**WORK REQUIRED**
Would you output the entries below only from the line containing "filename crates/coursetrack-cli/src/commands/status.rs" through the line containing "use coursetrack_core::progress::PASS_MARK_PERCENT;", exactly as they stand and with both ends included?

[Saved data entries]
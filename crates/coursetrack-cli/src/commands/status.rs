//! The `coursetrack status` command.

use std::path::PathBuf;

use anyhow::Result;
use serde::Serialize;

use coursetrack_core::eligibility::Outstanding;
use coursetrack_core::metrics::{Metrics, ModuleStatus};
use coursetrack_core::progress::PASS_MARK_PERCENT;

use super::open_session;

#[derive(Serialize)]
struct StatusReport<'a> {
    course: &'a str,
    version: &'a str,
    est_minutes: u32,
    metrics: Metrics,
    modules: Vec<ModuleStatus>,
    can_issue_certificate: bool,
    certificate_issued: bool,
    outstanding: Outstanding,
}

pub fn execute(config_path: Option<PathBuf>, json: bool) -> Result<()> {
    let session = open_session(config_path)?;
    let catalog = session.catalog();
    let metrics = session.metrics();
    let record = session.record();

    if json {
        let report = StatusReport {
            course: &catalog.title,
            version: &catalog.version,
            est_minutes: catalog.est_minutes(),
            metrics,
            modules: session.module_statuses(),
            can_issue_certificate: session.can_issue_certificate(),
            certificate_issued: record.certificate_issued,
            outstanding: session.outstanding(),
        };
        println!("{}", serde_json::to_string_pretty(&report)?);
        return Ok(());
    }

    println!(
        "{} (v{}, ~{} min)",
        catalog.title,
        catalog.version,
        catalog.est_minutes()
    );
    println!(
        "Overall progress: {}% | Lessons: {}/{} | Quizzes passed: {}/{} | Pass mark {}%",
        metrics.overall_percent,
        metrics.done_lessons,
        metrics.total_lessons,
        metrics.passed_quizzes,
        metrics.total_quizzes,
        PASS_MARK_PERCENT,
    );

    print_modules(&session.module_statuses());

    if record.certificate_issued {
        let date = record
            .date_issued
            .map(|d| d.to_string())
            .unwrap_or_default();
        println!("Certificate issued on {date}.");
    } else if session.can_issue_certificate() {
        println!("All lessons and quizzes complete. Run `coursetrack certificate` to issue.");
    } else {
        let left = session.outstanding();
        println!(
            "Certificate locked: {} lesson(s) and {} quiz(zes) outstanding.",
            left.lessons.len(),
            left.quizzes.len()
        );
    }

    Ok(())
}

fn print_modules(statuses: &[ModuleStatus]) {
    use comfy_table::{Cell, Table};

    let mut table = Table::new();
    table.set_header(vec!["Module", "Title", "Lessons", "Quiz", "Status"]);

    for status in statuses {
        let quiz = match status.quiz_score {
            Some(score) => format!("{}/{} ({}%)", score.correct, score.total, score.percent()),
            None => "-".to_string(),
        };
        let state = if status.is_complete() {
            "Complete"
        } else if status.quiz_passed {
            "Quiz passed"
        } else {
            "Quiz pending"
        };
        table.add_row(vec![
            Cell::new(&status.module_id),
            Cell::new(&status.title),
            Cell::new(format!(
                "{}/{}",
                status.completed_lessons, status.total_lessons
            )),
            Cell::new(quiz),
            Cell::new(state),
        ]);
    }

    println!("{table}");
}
---
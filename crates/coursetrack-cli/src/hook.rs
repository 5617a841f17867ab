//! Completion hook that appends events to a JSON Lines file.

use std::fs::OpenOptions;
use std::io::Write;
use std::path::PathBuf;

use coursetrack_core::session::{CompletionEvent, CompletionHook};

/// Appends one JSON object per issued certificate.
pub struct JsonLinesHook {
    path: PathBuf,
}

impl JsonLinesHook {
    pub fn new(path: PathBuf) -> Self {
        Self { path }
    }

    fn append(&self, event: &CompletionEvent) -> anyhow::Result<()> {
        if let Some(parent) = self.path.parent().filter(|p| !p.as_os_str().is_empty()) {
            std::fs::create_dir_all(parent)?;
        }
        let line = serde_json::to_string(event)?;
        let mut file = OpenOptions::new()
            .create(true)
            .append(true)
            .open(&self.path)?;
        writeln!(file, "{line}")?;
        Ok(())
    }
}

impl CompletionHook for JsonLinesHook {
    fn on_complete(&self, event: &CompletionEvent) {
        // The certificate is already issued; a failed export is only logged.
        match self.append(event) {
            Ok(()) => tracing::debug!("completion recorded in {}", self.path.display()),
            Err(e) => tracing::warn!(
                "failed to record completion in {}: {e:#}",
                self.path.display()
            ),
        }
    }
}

**EXPECTED ANSWER**
filename crates/coursetrack-cli/src/commands/status.rs
//! The `coursetrack status` command.

use std::path::PathBuf;

use anyhow::Result;
use serde::Serialize;

use coursetrack_core::eligibility::Outstanding;
use coursetrack_core::metrics::{Metrics, ModuleStatus};
use coursetrack_core::progress::PASS_MARK_PERCENT;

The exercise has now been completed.